(Stored items)
════════
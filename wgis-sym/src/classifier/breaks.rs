//! Break computation for graduated classification

use super::ClassifyError;

/// Shift keeping log-transformed values strictly positive
const LOG_EPSILON: f64 = 1e-9;

/// `num` evenly spaced values from `start` to `stop` inclusive
///
/// The last value is exactly `stop`.
pub(super) fn linspace(start: f64, stop: f64, num: usize) -> Vec<f64> {
    match num {
        0 => Vec::new(),
        1 => vec![start],
        _ => {
            let step = (stop - start) / (num - 1) as f64;
            let mut values: Vec<f64> = (0..num).map(|i| start + i as f64 * step).collect();
            values[num - 1] = stop;
            values
        }
    }
}

/// `classes + 1` boundaries evenly spaced between min and max
///
/// Empty input yields no boundaries.
pub(super) fn equal_interval(values: &[f64], classes: usize) -> Vec<f64> {
    if values.is_empty() {
        return Vec::new();
    }
    let (min, max) = min_max(values);
    linspace(min, max, classes.saturating_add(1))
}

/// `classes + 1` boundaries at evenly spaced percentiles
///
/// Uses linear interpolation between order statistics. Empty input yields no
/// boundaries.
pub(super) fn quantile_breaks(values: &[f64], classes: usize) -> Vec<f64> {
    if values.is_empty() {
        return Vec::new();
    }
    let mut sorted = values.to_vec();
    sorted.sort_by(f64::total_cmp);

    linspace(0.0, 1.0, classes.saturating_add(1))
        .into_iter()
        .map(|q| quantile_sorted(&sorted, q))
        .collect()
}

/// Quantile breaks on a log scale
///
/// Values are shifted so the minimum maps to `LOG_EPSILON`, transformed with
/// `ln_1p`, classified by quantiles, and mapped back with `exp_m1` plus the
/// same shift. The low end can land slightly off the data minimum.
pub(super) fn log_breaks(values: &[f64], classes: usize) -> Vec<f64> {
    let (min, _) = min_max(values);
    let transformed: Vec<f64> = values
        .iter()
        .map(|v| (v - min + LOG_EPSILON).ln_1p())
        .collect();

    quantile_breaks(&transformed, classes)
        .into_iter()
        .map(|b| b.exp_m1() + min - LOG_EPSILON)
        .collect()
}

/// Caller-supplied breaks: numbers or numeric strings, sorted and unique
pub(super) fn manual_breaks(raw: &[serde_json::Value]) -> Result<Vec<f64>, ClassifyError> {
    let mut breaks = Vec::with_capacity(raw.len());
    for value in raw {
        let number = match value {
            serde_json::Value::Number(n) => n.as_f64(),
            serde_json::Value::String(s) => s.trim().parse::<f64>().ok(),
            _ => None,
        }
        .filter(|n| n.is_finite())
        .ok_or_else(|| ClassifyError::InvalidBreaks(format!("not a number: {}", value)))?;
        breaks.push(number);
    }

    let breaks = sorted_unique(breaks);
    if breaks.len() < 2 {
        return Err(ClassifyError::InvalidBreaks(format!(
            "at least 2 distinct breaks required, got {}",
            breaks.len()
        )));
    }
    Ok(breaks)
}

/// Sort ascending and drop duplicates
pub(super) fn sorted_unique(mut breaks: Vec<f64>) -> Vec<f64> {
    breaks.sort_by(f64::total_cmp);
    breaks.dedup();
    breaks
}

fn quantile_sorted(sorted: &[f64], q: f64) -> f64 {
    let position = q * (sorted.len() - 1) as f64;
    let lower = position.floor() as usize;
    let upper = position.ceil() as usize;
    let fraction = position - lower as f64;
    sorted[lower] + (sorted[upper] - sorted[lower]) * fraction
}

fn min_max(values: &[f64]) -> (f64, f64) {
    values
        .iter()
        .fold((f64::INFINITY, f64::NEG_INFINITY), |(lo, hi), &v| {
            (lo.min(v), hi.max(v))
        })
}

#[cfg(test)]
mod tests {
    use super::*;

    #[test]
    fn test_empty_input_yields_no_breaks() {
        assert!(quantile_breaks(&[], 4).is_empty());
        assert!(equal_interval(&[], 4).is_empty());
        assert!(log_breaks(&[], 4).is_empty());
    }

    #[test]
    fn test_linspace_edges() {
        assert!(linspace(0.0, 1.0, 0).is_empty());
        assert_eq!(linspace(3.0, 9.0, 1), vec![3.0]);
        assert_eq!(linspace(0.0, 1.0, 3), vec![0.0, 0.5, 1.0]);
    }

    #[test]
    fn test_linspace_last_is_exact() {
        let values = linspace(0.1, 0.7, 7);
        assert_eq!(values[6], 0.7);
    }

    #[test]
    fn test_quantile_single_value() {
        assert_eq!(quantile_breaks(&[2.0], 3), vec![2.0, 2.0, 2.0, 2.0]);
    }

    #[test]
    fn test_sorted_unique() {
        assert_eq!(sorted_unique(vec![3.0, 1.0, 3.0, 2.0, 1.0]), vec![1.0, 2.0, 3.0]);
    }

    #[test]
    fn test_manual_rejects_non_finite_strings() {
        let raw = vec![serde_json::json!("inf"), serde_json::json!(1), serde_json::json!(2)];
        assert!(manual_breaks(&raw).is_err());
    }
}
════════
Each record needs to be duplicated exactly.

filename wgis-sym/src/classifier/breaks.rs
//! Break computation for graduated classification

use super::ClassifyError;

/// Shift keeping log-transformed values strictly positive
const LOG_EPSILON: f64 = 1e-9;

/// `num` evenly spaced values from `start` to `stop` inclusive
///
/// The last value is exactly `stop`.
pub(super) fn linspace(start: f64, stop: f64, num: usize) -> Vec<f64> {
    match num {
        0 => Vec::new(),
        1 => vec![start],
        _ => {
            let step = (stop - start) / (num - 1) as f64;
            let mut values: Vec<f64> = (0..num).map(|i| start + i as f64 * step).collect();
            values[num - 1] = stop;
            values
        }
    }
}

/// `classes + 1` boundaries evenly spaced between min and max
///
/// Empty input yields no boundaries.
pub(super) fn equal_interval(values: &[f64], classes: usize) -> Vec<f64> {
    if values.is_empty() {
        return Vec::new();
    }
    let (min, max) = min_max(values);
    linspace(min, max, classes.saturating_add(1))
}

/// `classes + 1` boundaries at evenly spaced percentiles
///
/// Uses linear interpolation between order statistics. Empty input yields no
/// boundaries.
pub(super) fn quantile_breaks(values: &[f64], classes: usize) -> Vec<f64> {
    if values.is_empty() {
        return Vec::new();
    }
    let mut sorted = values.to_vec();
    sorted.sort_by(f64::total_cmp);

    linspace(0.0, 1.0, classes.saturating_add(1))
        .into_iter()
        .map(|q| quantile_sorted(&sorted, q))
        .collect()
}

/// Quantile breaks on a log scale
///
/// Values are shifted so the minimum maps to `LOG_EPSILON`, transformed with
/// `ln_1p`, classified by quantiles, and mapped back with `exp_m1` plus the
/// same shift. The low end can land slightly off the data minimum.
pub(super) fn log_breaks(values: &[f64], classes: usize) -> Vec<f64> {
    let (min, _) = min_max(values);
    let transformed: Vec<f64> = values
        .iter()
        .map(|v| (v - min + LOG_EPSILON).ln_1p())
        .collect();

    quantile_breaks(&transformed, classes)
        .into_iter()
        .map(|b| b.exp_m1() + min - LOG_EPSILON)
        .collect()
}

/// Caller-supplied breaks: numbers or numeric strings, sorted and unique
pub(super) fn manual_breaks(raw: &[serde_json::Value]) -> Result<Vec<f64>, ClassifyError> {
    let mut breaks = Vec::with_capacity(raw.len());
    for value in raw {
        let number = match value {
            serde_json::Value::Number(n) => n.as_f64(),
            serde_json::Value::String(s) => s.trim().parse::<f64>().ok(),
            _ => None,
        }
        .filter(|n| n.is_finite())
        .ok_or_else(|| ClassifyError::InvalidBreaks(format!("not a number: {}", value)))?;
        breaks.push(number);
    }

    let breaks = sorted_unique(breaks);
    if breaks.len() < 2 {
        return Err(ClassifyError::InvalidBreaks(format!(
            "at least 2 distinct breaks required, got {}",
            breaks.len()
        )));
    }
    Ok(breaks)
}

/// Sort ascending and drop duplicates
pub(super) fn sorted_unique(mut breaks: Vec<f64>) -> Vec<f64> {
    breaks.sort_by(f64::total_cmp);
    breaks.dedup();
    breaks
}

fn quantile_sorted(sorted: &[f64], q: f64) -> f64 {
    let position = q * (sorted.len() - 1) as f64;
    let lower = position.floor() as usize;
    let upper = position.ceil() as usize;
    let fraction = position - lower as f64;
    sorted[lower] + (sorted[upper] - sorted[lower]) * fraction
}

fn min_max(values: &[f64]) -> (f64, f64) {
    values
        .iter()
        .fold((f64::INFINITY, f64::NEG_INFINITY), |(lo, hi), &v| {
            (lo.min(v), hi.max(v))
        })
}

#[cfg(test)]
mod tests {
    use super::*;

    #[test]
    fn test_empty_input_yields_no_breaks() {
        assert!(quantile_breaks(&[], 4).is_empty());
        assert!(equal_interval(&[], 4).is_empty());
        assert!(log_breaks(&[], 4).is_empty());
    }

    #[test]
    fn test_linspace_edges() {
        assert!(linspace(0.0, 1.0, 0).is_empty());
        assert_eq!(linspace(3.0, 9.0, 1), vec![3.0]);
        assert_eq!(linspace(0.0, 1.0, 3), vec![0.0, 0.5, 1.0]);
    }

    #[test]
    fn test_linspace_last_is_exact() {
        let values = linspace(0.1, 0.7, 7);
        assert_eq!(values[6], 0.7);
    }

    #[test]
    fn test_quantile_single_value() {
        assert_eq!(quantile_breaks(&[2.0], 3), vec![2.0, 2.0, 2.0, 2.0]);
    }

    #[test]
    fn test_sorted_unique() {
        assert_eq!(sorted_unique(vec![3.0, 1.0, 3.0, 2.0, 1.0]), vec![1.0, 2.0, 3.0]);
    }

    #[test]
    fn test_manual_rejects_non_finite_strings() {
        let raw = vec![serde_json::json!("inf"), serde_json::json!(1), serde_json::json!(2)];
        assert!(manual_breaks(&raw).is_err());
    }
}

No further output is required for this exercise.